There's no question that words and images go along way in saving buildings.  The days of preservationists chaining themselves to buildings has given way to publishing books, blogs, and the social media.  For example, when Christopher Rawlins, a practicing architect, was looking for work when the Recession started in 2008, he chose to write about Horace Gifford.  Horace Gifford was responsible for a number of modernist homes in Fire Island Pines.  The late Mr. Gifford's architectural reputation soared with the publication of Mr. Rawlins book Fire Island Modernist (Metropolis Books). Recently, architect Charles Renfro, Diller Scorfido+Renfro, bought a Gifford-designed home in the Pines, boding well for preservation.  Truthfully, architects rarely have the money to buy important buildings and not all architects are preservationists.  There are numerous exceptions to this point but it is a hopeful sign when an architect does buy an older building, lesser known building with the intention of rehabilitating.

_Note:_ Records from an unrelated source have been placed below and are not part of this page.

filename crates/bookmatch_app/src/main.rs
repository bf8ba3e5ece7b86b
mod platform;

fn main() -> anyhow::Result<()> {
    platform::run_app()
}
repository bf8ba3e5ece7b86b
use std::fmt::Write;

use bookmatch_core::{
    visible_genres, Book, ChatView, DiscoverView, LibraryView, LoadPhase, MatchSummary, Notice,
    NoticeLevel, ProfileForm, ReadingStats, User, ALL_GENRES,
};

const BAR_WIDTH: u32 = 20;

pub fn render_notice(notice: &Notice) -> String {
    let tag = match notice.level {
        NoticeLevel::Info => "info",
        NoticeLevel::Success => " ok ",
        NoticeLevel::Error => "fail",
    };
    format!("[{tag}] {}", notice.text)
}

pub fn render_discover(view: &DiscoverView) -> String {
    let mut out = String::new();
    let _ = writeln!(out, "== BookMatch: {}", view.subtitle);

    let chips: Vec<String> = visible_genres(false)
        .iter()
        .map(|genre| {
            if view.selected_genres.iter().any(|g| g == genre) {
                format!("[{genre}]")
            } else {
                genre.to_string()
            }
        })
        .collect();
    let hidden = ALL_GENRES.len() - chips.len();
    let _ = write!(out, "Filter by genre: {} (+{hidden} more)", chips.join(" · "));
    if view.show_clear {
        let _ = write!(out, "  | clear all");
    }
    out.push('\n');

    match &view.phase {
        LoadPhase::Idle => out.push_str("Not loaded.\n"),
        LoadPhase::Loading => out.push_str("Loading books...\n"),
        LoadPhase::Failed(message) => {
            let _ = writeln!(out, "Something went wrong: {message}\nType `retry` to try again.");
        }
        LoadPhase::Ready if view.exhausted => {
            out.push_str(
                "No more books! You've seen all available books. \
                 Check back later or `clear` your filters.\n",
            );
        }
        LoadPhase::Ready => {
            for (depth, book) in view.window.iter().enumerate() {
                if depth == 0 {
                    out.push_str(&render_card(book));
                } else {
                    let _ = writeln!(out, "  next: {} by {}", book.title, book.author);
                }
            }
            out.push_str("pass | like | super\n");
        }
    }
    out
}

fn render_card(book: &Book) -> String {
    let mut out = String::new();
    let _ = writeln!(out, "+ {} ({})", book.title, book.publish_year);
    let _ = writeln!(out, "| by {}  *{:.1}  {} pages", book.author, book.rating, book.page_count);
    let _ = writeln!(out, "| {}", book.genres.join(", "));
    if !book.synopsis.is_empty() {
        let _ = writeln!(out, "| {}", book.synopsis);
    }
    out
}

fn shelf(out: &mut String, title: &str, books: &[Book]) {
    if books.is_empty() {
        return;
    }
    let _ = writeln!(out, "-- {title} ({})", books.len());
    for book in books {
        let _ = writeln!(out, "   {} by {}", book.title, book.author);
    }
}

fn progress_bar(percent: u32) -> String {
    let filled = percent.min(100) * BAR_WIDTH / 100;
    format!(
        "[{}{}]",
        "#".repeat(filled as usize),
        ".".repeat((BAR_WIDTH - filled) as usize)
    )
}

pub fn render_library(view: &LibraryView) -> String {
    let mut out = String::new();
    if view.is_empty() {
        out.push_str(
            "== My Library\nYour library is empty. Like books while swiping to save them here!\n",
        );
        return out;
    }

    let _ = writeln!(out, "== My Library: {}", view.subtitle());
    if let Some(goal) = view.goal {
        let _ = writeln!(
            out,
            "Reading goal {}/{} {} {}% complete, {} books to go",
            goal.read,
            goal.goal,
            progress_bar(goal.bar_percent),
            goal.percent,
            goal.remaining
        );
    }
    shelf(&mut out, "Currently Reading", &view.currently_reading);
    shelf(&mut out, "Want to Read", &view.want_to_read);
    shelf(&mut out, "Finished Books", &view.finished);
    out
}

pub fn render_profile(user: &User, stats: &ReadingStats, form: Option<&ProfileForm>) -> String {
    let mut out = String::new();
    match form {
        Some(form) => {
            let _ = writeln!(out, "== Profile (editing)");
            let _ = writeln!(out, "name: {}", form.name);
            let _ = writeln!(out, "reading goal: {}", form.reading_goal);
            let _ = writeln!(out, "favorite genres: {}", form.favorite_genres.join(", "));
            out.push_str("save | cancel\n");
        }
        None => {
            let _ = writeln!(out, "== Profile: {}", user.name);
            let _ = writeln!(
                out,
                "{} books read · {} currently reading · {}% of goal",
                stats.books_read, stats.currently_reading, stats.goal_percent
            );
            let _ = writeln!(
                out,
                "Reading goal: {} of {} books {}",
                stats.books_read,
                user.reading_goal,
                progress_bar(stats.goal_percent)
            );
            let _ = writeln!(out, "Favorite genres: {}", user.favorite_genres.join(", "));
        }
    }
    out
}

pub fn render_matches(rows: &[MatchSummary], subtitle: &str) -> String {
    let mut out = String::new();
    if rows.is_empty() {
        out.push_str(
            "== Your Matches\nNo matches yet. Start swiping on books to connect with readers!\n",
        );
        return out;
    }
    let _ = writeln!(out, "== Your Matches: {subtitle}");
    for row in rows {
        let books = if row.shared_count == 1 { "book" } else { "books" };
        let _ = writeln!(
            out,
            "#{} {} · {} shared {books}",
            row.match_id, row.other.name, row.shared_count
        );
        if let Some(last) = &row.last_message {
            let _ = writeln!(out, "    \"{last}\"");
        }
    }
    out.push_str("chat <id> to open a conversation\n");
    out
}

pub fn render_chat(chat: &ChatView) -> String {
    let mut out = String::new();
    let name = chat
        .other
        .as_ref()
        .map(|user| user.name.as_str())
        .unwrap_or("Unknown reader");
    let _ = writeln!(out, "== Chat with {name}");
    if !chat.shared_books.is_empty() {
        let titles: Vec<&str> = chat.shared_books.iter().map(|b| b.title.as_str()).collect();
        let _ = writeln!(out, "Shared books: {}", titles.join(", "));
    }
    for message in &chat.messages {
        let who = if message.sender_id == chat.current_user {
            "you"
        } else {
            name
        };
        let _ = writeln!(
            out,
            "{} {who}: {}",
            message.timestamp.format("%b %d %H:%M"),
            message.text
        );
    }
    out
}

Journalists employ the power of the keyboard for the sake of the cause.  Writer Steven Price hopes that his forthcoming book, Over the Top: The Architectural History of Trousdale Estates, Beverly Hill, will do for the exclusive community known for its sprawling mid-century houses, what Mr. Rawlins' book did for Horace Gifford's Fire Island.  The book will discuss some the failure as well as the success, including the purchase of of a 1956 Harold Levitt -designed house by actors Ellen DeGeneres and Portia de Rossi.  Never underestimate the power of celebrity.  If a celebrity thinks an older building is important, then it must important.  Diane Keaton is the best-known celebrity preservationist who currently is the Los Angeles Conservancy's Vice-President of Education and Community Relations and sits on the Board of Trustees of the National Trust for Historic Preservation. Ms. DeGeneres is an exception to the norm.  Financially she is part of the one-percent but she's also part of a minority that knows a good thing when it sees it.  Will those of who love our modern out shout the the skeptics?

St. Louis County Library: Lewis and Clark Branch, 1963
Frederick Dunn
You don't have to be a celebrity to out shout the skeptics.  In the city of St. Louis, Missouri, the Lewis and Clark Branch Library with its bold stained-glass windows, was slated for demolition.  Aaron Cohen Associates, literary consultants based in Croton-on-Hudson, New York concluded that the neighborhood needed a 20,000 square-foot facility, the library is 16,000 square-feet.  So far the library board has not seen fit to allocate funds to add another 4,000 square-feet to the building.  Lindsey Derrington, a historic preservation consultant and board member of Modern STL which is working to save the building, noted that Aaron Cohen Associates were asked to consider the architectural merits of the building.  "It's fifty years they deemed it obsolete."  Ouch.

For some modernist buildings, fifty years old is the equivalent of infancy.  Paul Rudolph's Art and Architecture Building on the campus of Yale University just turned fifty this year and because of its connection to the venerable institution, it'll be around for years to come.  Unfortunately the same can't be said for lesser known buildings.  Thus it's best to pick your battles.  Sentiment can't be your guiding force in preservation.  While everyone has specific memories associated with places, sometimes you need to be more pragmatic.  In a recession, new development plans tend to get put on hold and rehabilitating older buildings merit serious consideration.  No one hopes for another recession but maybe, just maybe spending some of that money on an older building is a better idea, please.